A focus on “genuine growth” is what allowed many of Unicorn UK Growth’s holdings to “survive and thrive” last year – even though they operated in some of the sectors hardest hit by the lockdown, according to the fund’s managers Fraser Mackersie and Alex Game.
Most types of growth strategy have delivered strong returns over the past decade, whether that is buying loss-making businesses that are investing heavily for the future or holding ‘expensive’ quality companies that deliver steady and dependable returns.
However, Mackersie and Game prefer to focus on what they call “genuine growth” stocks.
“We find companies that are capable of delivering very strong organic growth over an investment horizon of three to five years,” said Mackersie.
“The growth must be consistently above the levels you see in the market. Companies in that respect will be profitable at the point of investment, generating cash, have strong balance sheets and may pay a small dividend.

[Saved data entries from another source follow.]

//! Prefix rewriting.
//!
//! Text files are rewritten while streaming into the archive: every
//! occurrence of the placeholder (the exact bytes the package manager wrote
//! at install time) becomes the destination prefix. Binary files are never
//! rewritten at pack time; the length-preserving C-string patch below is
//! what the unpack runner applies on the target host.

use std::io::{self, Read, Write};

use memchr::memmem;

/// Default sliding-buffer size for streaming rewrites.
const REWRITE_BUF_LEN: usize = 64 * 1024;

/// Stream `reader` into `writer`, replacing every occurrence of
/// `placeholder` with `replacement`.
///
/// The match is a byte-exact substring search; line endings and every byte
/// outside a match are passed through untouched. A sliding window with
/// `placeholder.len() - 1` bytes of overlap catches matches straddling read
/// boundaries.
///
/// Returns the number of replacements made.
///
/// # Errors
///
/// Propagates I/O errors from either side.
pub fn rewrite_text(
    reader: impl Read,
    writer: impl Write,
    placeholder: &[u8],
    replacement: &[u8],
) -> io::Result<usize> {
    rewrite_text_buffered(reader, writer, placeholder, replacement, REWRITE_BUF_LEN)
}

/// [`rewrite_text`] with an explicit buffer capacity (small capacities are
/// exercised by tests to force boundary straddling).
pub fn rewrite_text_buffered(
    mut reader: impl Read,
    mut writer: impl Write,
    placeholder: &[u8],
    replacement: &[u8],
    capacity: usize,
) -> io::Result<usize> {
    if placeholder.is_empty() {
        io::copy(&mut reader, &mut writer)?;
        return Ok(0);
    }

    let finder = memmem::Finder::new(placeholder);
    let overlap = placeholder.len() - 1;
    // The window must be able to hold the overlap plus at least one full
    // pattern beyond it, or no match could ever complete.
    let capacity = capacity.max(placeholder.len() * 2);

    let mut buf = Vec::with_capacity(capacity);
    let mut chunk = vec![0u8; capacity];
    let mut replaced = 0usize;

    loop {
        let n = reader.read(&mut chunk)?;
        let eof = n == 0;
        buf.extend_from_slice(&chunk[..n]);

        if buf.is_empty() {
            break;
        }

        // Bytes past this point may be the head of a match whose tail has
        // not been read yet; hold them back until the next round.
        let emit_until = if eof { buf.len() } else { buf.len().saturating_sub(overlap) };

        let mut pos = 0;
        while let Some(found) = finder.find(&buf[pos..]) {
            let at = pos + found;
            if at >= emit_until {
                break;
            }
            writer.write_all(&buf[pos..at])?;
            writer.write_all(replacement)?;
            pos = at + placeholder.len();
            replaced += 1;
        }
        if pos < emit_until {
            writer.write_all(&buf[pos..emit_until])?;
            pos = emit_until;
        }
        buf.drain(..pos);

        if eof {
            // Anything still buffered is shorter than the placeholder.
            writer.write_all(&buf)?;
            break;
        }
    }

    Ok(replaced)
}

/// Rewrite a byte slice in one shot; used for content that is already in
/// memory (activation scripts, generated metadata).
pub fn rewrite_text_bytes(data: &[u8], placeholder: &[u8], replacement: &[u8]) -> Vec<u8> {
    let mut out = Vec::with_capacity(data.len());
    // Writing to a Vec cannot fail.
    let _ = rewrite_text_buffered(data, &mut out, placeholder, replacement, REWRITE_BUF_LEN);
    out
}

/// Length-preserving C-string patch, the deferred half of the rewrite.
///
/// Every occurrence of `placeholder` is treated as the head of a
/// NUL-terminated string. The region from the match start to the
/// terminating NUL is rewritten as `replacement` + original suffix, padded
/// with NUL bytes back to the original length, so alignment and total file
/// size are preserved.
///
/// Returns the patched bytes and the number of strings patched. The output
/// length always equals the input length; callers must have verified
/// `replacement.len() <= placeholder.len()` beforehand.
pub fn patch_cstring_bytes(
    data: &[u8],
    placeholder: &[u8],
    replacement: &[u8],
) -> (Vec<u8>, usize) {
    debug_assert!(replacement.len() <= placeholder.len());

    let finder = memmem::Finder::new(placeholder);
    let mut out = Vec::with_capacity(data.len());
    let mut rest = data;
    let mut patched = 0usize;

    while let Some(at) = finder.find(rest) {
        // Locate the end of the C string: the first NUL after the match,
        // or end-of-data for strings that run off the end.
        let end = rest[at + placeholder.len()..]
            .iter()
            .position(|&b| b == 0)
            .map_or(rest.len(), |off| at + placeholder.len() + off);
        let len = end - at;
        let suffix = &rest[at + placeholder.len()..end];

        out.extend_from_slice(&rest[..at]);
        out.extend_from_slice(&replacement[..len.min(replacement.len())]);
        out.extend_from_slice(&suffix[..len.saturating_sub(replacement.len()).min(suffix.len())]);
        // NUL padding restores the original region length.
        out.resize(out.len() + (len - len.min(replacement.len() + suffix.len())), 0);
        rest = &rest[end..];
        patched += 1;
    }
    out.extend_from_slice(rest);
    (out, patched)
}

#[cfg(test)]
mod tests {
    use super::*;

    fn rewrite(input: &[u8], from: &[u8], to: &[u8], capacity: usize) -> (Vec<u8>, usize) {
        let mut out = Vec::new();
        let n = rewrite_text_buffered(input, &mut out, from, to, capacity).unwrap();
        (out, n)
    }

    #[test]
    fn test_simple_replacement() {
        let (out, n) = rewrite(b"export PREFIX=/opt/env\n", b"/opt/env", b"/srv/app", 64);
        assert_eq!(out, b"export PREFIX=/srv/app\n");
        assert_eq!(n, 1);
    }

    #[test]
    fn test_replacement_changes_length() {
        let (out, n) = rewrite(
            b"/opt/env/bin:/opt/env/lib",
            b"/opt/env",
            b"/a/much/longer/destination",
            64,
        );
        assert_eq!(
            out,
            b"/a/much/longer/destination/bin:/a/much/longer/destination/lib"
        );
        assert_eq!(n, 2);
    }

    #[test]
    fn test_boundary_straddling_match() {
        // A 16-byte window over input where the match crosses every
        // possible chunk boundary.
        let input = b"aaaaaaaaaaaa/opt/envbbbbbbbbbbbb";
        for cap in 16..24 {
            let (out, n) = rewrite(input, b"/opt/env", b"/x", cap);
            assert_eq!(out, b"aaaaaaaaaaaa/xbbbbbbbbbbbb", "capacity {cap}");
            assert_eq!(n, 1);
        }
    }

    #[test]
    fn test_adjacent_matches() {
        let (out, n) = rewrite(b"/opt/env/opt/env", b"/opt/env", b"/y", 16);
        assert_eq!(out, b"/y/y");
        assert_eq!(n, 2);
    }

    #[test]
    fn test_no_match_passthrough() {
        let input: Vec<u8> = (0u32..10_000).map(|i| (i % 251) as u8).collect();
        let (out, n) = rewrite(&input, b"/opt/env", b"/x", 128);
        assert_eq!(out, input);
        assert_eq!(n, 0);
    }

    #[test]
    fn test_crlf_preserved() {
        let (out, _) = rewrite(b"set PATH=/opt/env\r\n", b"/opt/env", b"/srv", 64);
        assert_eq!(out, b"set PATH=/srv\r\n");
    }

    #[test]
    fn test_cstring_patch_preserves_length() {
        let mut data = Vec::new();
        data.extend_from_slice(b"\x7fELF....");
        data.extend_from_slice(b"/opt/env_build/lib/libfoo.so\0\0\0\0");
        data.extend_from_slice(b"trailing");
        let (out, patched) = patch_cstring_bytes(&data, b"/opt/env_build", b"/srv/app");
        assert_eq!(out.len(), data.len());
        assert_eq!(patched, 1);
        let want: &[u8] = b"/srv/app/lib/libfoo.so\0";
        let at = memmem::find(&out, want).unwrap();
        // The shortened string is NUL-padded back to the original region.
        assert_eq!(at, 8);
        assert_eq!(&out[out.len() - 8..], b"trailing");
    }

    #[test]
    fn test_cstring_patch_multiple_strings() {
        let data = b"/p/env/a\0xx/p/env/b\0".to_vec();
        let (out, patched) = patch_cstring_bytes(&data, b"/p/env", b"/q");
        assert_eq!(patched, 2);
        assert_eq!(out.len(), data.len());
        assert_eq!(&out[..], b"/q/a\0\0\0\0\0xx/q/b\0\0\0\0\0");
    }

    #[test]
    fn test_cstring_patch_equal_length() {
        let data = b"ab/p/env/lib\0cd".to_vec();
        let (out, patched) = patch_cstring_bytes(&data, b"/p/env", b"/q/env");
        assert_eq!(patched, 1);
        assert_eq!(&out[..], b"ab/q/env/lib\0cd");
    }
}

“I guess the key here is that they will generate sufficient cash to reinvest and continue to fund their own growth. If acquisitions come along that are sensible, either a bolt-on or something more meaningful, we'll take a view on that.
“But in order for us to invest, we really need to see that the core growth drivers are there.”
Mackersie and Game start their process by running a quantitative screen that analyses numerous metrics such as earnings growth, debt, free cash flow and return on invested capital. Game said the PEG (price/earnings to growth) metric is particularly important as it helps them identify how companies are valued relative to the growth they are delivering.
“And then beyond that, we're looking for a number of key characteristics: market leaders, high margins, barriers to entry,” he added. “We like companies with fairly predictable levels of earnings, so that all plays into the investment appraisal.”
The aim of this approach is to put together a portfolio of companies that can consistently deliver double-digit earnings growth. Game said that although he and Mackersie do not have any special ability when it comes to predicting share-price moves in the short term, they are confident that a portfolio of companies with growing and compounding earnings will deliver strong returns over time.
This strategy has resulted in Unicorn UK Growth having a high exposure to technology and computer services, even though this makes up a relatively small part of the UK market. This area fared particularly well last year, with many companies unaffected and even benefiting from the economic lockdown.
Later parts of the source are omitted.